In her 19 years of working for Touchstone Theatre in Bethlehem, Mary Wright has seen the visible impact the arts and humanities can have on a child.
Wright teaches local kids how to develop and write their own plays through Touchstone Theatre’s Young Playwrights’ Lab. At the end of the eight-week program, the kids get to see their plays professionally produced and performed.
“We are planting seeds that may seem really, really small and we work with kids who are reluctant readers and reluctant writers,” Wright said. “But the moment a kid says, ‘Don’t make me stop writing,’ it’s kind of a miracle moment.”
Wright shared her experiences at an event hosted by the Pennsylvania Humanities Council to discuss arts and humanities funding with U.S. Rep. Charles Dent, R-15th District, and representatives from other local organizations on Monday morning at the Bethlehem SteelStacks.
“Thank you for the work that you do. Your work enriches our communities and our lives,” Dent said. “People in the arts will go into communities that are often distressed and turn them around. They’re not only helping culturally and artistically, but they are participating in a very important community development aspect.”
The future of funding for the National Endowments for Arts and Humanities and the Institute for Museum and Library Services generated worries in March when President Trump proposed deep cuts in his budget plan.

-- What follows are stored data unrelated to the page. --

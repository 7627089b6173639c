use std::path::PathBuf;

use crate::auth::jwt::{JwtConfig, DEFAULT_ACCESS_EXPIRY_MINS};

/// Configuration errors raised at startup.
#[derive(Debug, thiserror::Error)]
pub enum ConfigError {
    #[error("{0} must be set")]
    Missing(&'static str),

    #[error("{name} has invalid value '{value}'")]
    Invalid { name: &'static str, value: String },
}

/// Where entities are persisted.
#[derive(Debug, Clone, PartialEq)]
pub enum StoreBackend {
    /// PostgreSQL via `DATABASE_URL`.
    Postgres { database_url: String },
    /// Process memory, optionally loaded from and saved to a JSON snapshot.
    Memory { snapshot_path: Option<PathBuf> },
}

/// CompanyCam client settings.
#[derive(Debug, Clone)]
pub struct CompanyCamConfig {
    /// Bearer token. Sync endpoints are unavailable without it.
    pub api_token: Option<String>,
    pub base_url: String,
}

/// Server configuration loaded from environment variables.
///
/// All fields except the JWT secret have defaults suitable for local
/// development.
#[derive(Debug, Clone)]
pub struct ServerConfig {
    /// Bind address (default: `0.0.0.0`).
    pub host: String,
    /// Bind port (default: `3000`).
    pub port: u16,
    /// Allowed CORS origins, parsed from comma-separated `CORS_ORIGINS`.
    pub cors_origins: Vec<String>,
    /// HTTP request timeout in seconds (default: `30`).
    pub request_timeout_secs: u64,
    /// Upper bound on post-shutdown cleanup in seconds (default: `30`).
    pub shutdown_timeout_secs: u64,
    pub jwt: JwtConfig,
    pub store: StoreBackend,
    pub companycam: CompanyCamConfig,
    /// Public web origin used to build invite links.
    pub app_origin: String,
}

fn var_or(name: &str, default: &str) -> String {
    std::env::var(name).unwrap_or_else(|_| default.to_string())
}

fn optional_var(name: &str) -> Option<String> {
    std::env::var(name).ok().filter(|v| !v.trim().is_empty())
}

fn parse_var<T: std::str::FromStr>(name: &'static str, default: &str) -> Result<T, ConfigError> {
    let value = var_or(name, default);
    value
        .parse()
        .map_err(|_| ConfigError::Invalid { name, value })
}

impl ServerConfig {
    /// Load configuration from environment variables with defaults.
    ///
    /// | Env Var                 | Default                         |
    /// |-------------------------|---------------------------------|
    /// | `HOST`                  | `0.0.0.0`                       |
    /// | `PORT`                  | `3000`                          |
    /// | `CORS_ORIGINS`          | `http://localhost:5173`         |
    /// | `REQUEST_TIMEOUT_SECS`  | `30`                            |
    /// | `SHUTDOWN_TIMEOUT_SECS` | `30`                            |
    /// | `JWT_SECRET`            | required                        |
    /// | `JWT_ACCESS_EXPIRY_MINS`| `60`                            |
    /// | `STORE_BACKEND`         | `postgres`, or `memory`         |
    /// | `DATABASE_URL`          | required for `postgres`         |
    /// | `STORE_SNAPSHOT_PATH`   | unset (memory store not saved)  |
    /// | `COMPANYCAM_API_TOKEN`  | unset                           |
    /// | `COMPANYCAM_BASE_URL`   | `https://api.companycam.com/v2` |
    /// | `APP_ORIGIN`            | `http://localhost:5173`         |
    pub fn from_env() -> Result<Self, ConfigError> {
        let cors_origins: Vec<String> = var_or("CORS_ORIGINS", "http://localhost:5173")
            .split(',')
            .map(|s| s.trim().to_string())
            .filter(|s| !s.is_empty())
            .collect();

        let secret = optional_var("JWT_SECRET").ok_or(ConfigError::Missing("JWT_SECRET"))?;
        let jwt = JwtConfig {
            secret,
            access_token_expiry_mins: parse_var(
                "JWT_ACCESS_EXPIRY_MINS",
                &DEFAULT_ACCESS_EXPIRY_MINS.to_string(),
            )?,
        };

        let store = match var_or("STORE_BACKEND", "postgres").as_str() {
            "postgres" => StoreBackend::Postgres {
                database_url: optional_var("DATABASE_URL")
                    .ok_or(ConfigError::Missing("DATABASE_URL"))?,
            },
            "memory" => StoreBackend::Memory {
                snapshot_path: optional_var("STORE_SNAPSHOT_PATH").map(PathBuf::from),
            },
            other => {
                return Err(ConfigError::Invalid {
                    name: "STORE_BACKEND",
                    value: other.to_string(),
                })
            }
        };

        Ok(Self {
            host: var_or("HOST", "0.0.0.0"),
            port: parse_var("PORT", "3000")?,
            cors_origins,
            request_timeout_secs: parse_var("REQUEST_TIMEOUT_SECS", "30")?,
            shutdown_timeout_secs: parse_var("SHUTDOWN_TIMEOUT_SECS", "30")?,
            jwt,
            store,
            companycam: CompanyCamConfig {
                api_token: optional_var("COMPANYCAM_API_TOKEN"),
                base_url: var_or("COMPANYCAM_BASE_URL", sitelink_companycam::DEFAULT_BASE_URL),
            },
            app_origin: var_or("APP_ORIGIN", "http://localhost:5173"),
        })
    }
}
//! Invite entity model and DTOs.

use serde::{Deserialize, Serialize};
use sitelink_core::invites::InviteStatus;
use sitelink_core::roles::ProfileRole;
use sitelink_core::types::{DbId, Timestamp};
use sqlx::FromRow;

/// A row from the `invites` table.
#[derive(Debug, Clone, PartialEq, FromRow, Serialize, Deserialize)]
pub struct Invite {
    pub id: DbId,
    pub invited_name: String,
    pub invited_phone: Option<String>,
    #[sqlx(try_from = "String")]
    pub invite_role: ProfileRole,
    pub token: String,
    #[sqlx(try_from = "String")]
    pub status: InviteStatus,
    pub sent_by_user_id: DbId,
    pub sent_by_profile_id: DbId,
    pub accepted_date: Option<Timestamp>,
    pub accepted_by_profile_id: Option<DbId>,
    pub created_at: Timestamp,
}

impl Invite {
    pub fn is_pending(&self) -> bool {
        self.status == InviteStatus::Sent
    }
}

/// DTO for recording a sent invite.
#[derive(Debug, Clone)]
pub struct NewInvite {
    pub invited_name: String,
    pub invited_phone: Option<String>,
    pub invite_role: ProfileRole,
    pub token: String,
    pub sent_by_user_id: DbId,
    pub sent_by_profile_id: DbId,
}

Dent said calling local U.S. representatives is the best way to ensure arts and humanities programs continue to be funded.
“You have to be concerned and you have to contact your members of Congress. But you should be aware that Congress will write these bills. They are not written by the president,” Dent said. “Congress will ultimately control the purse strings on this stuff.”
Laurie Zierer, executive director of the Pennsylvania Humanities Council, broke down the federal…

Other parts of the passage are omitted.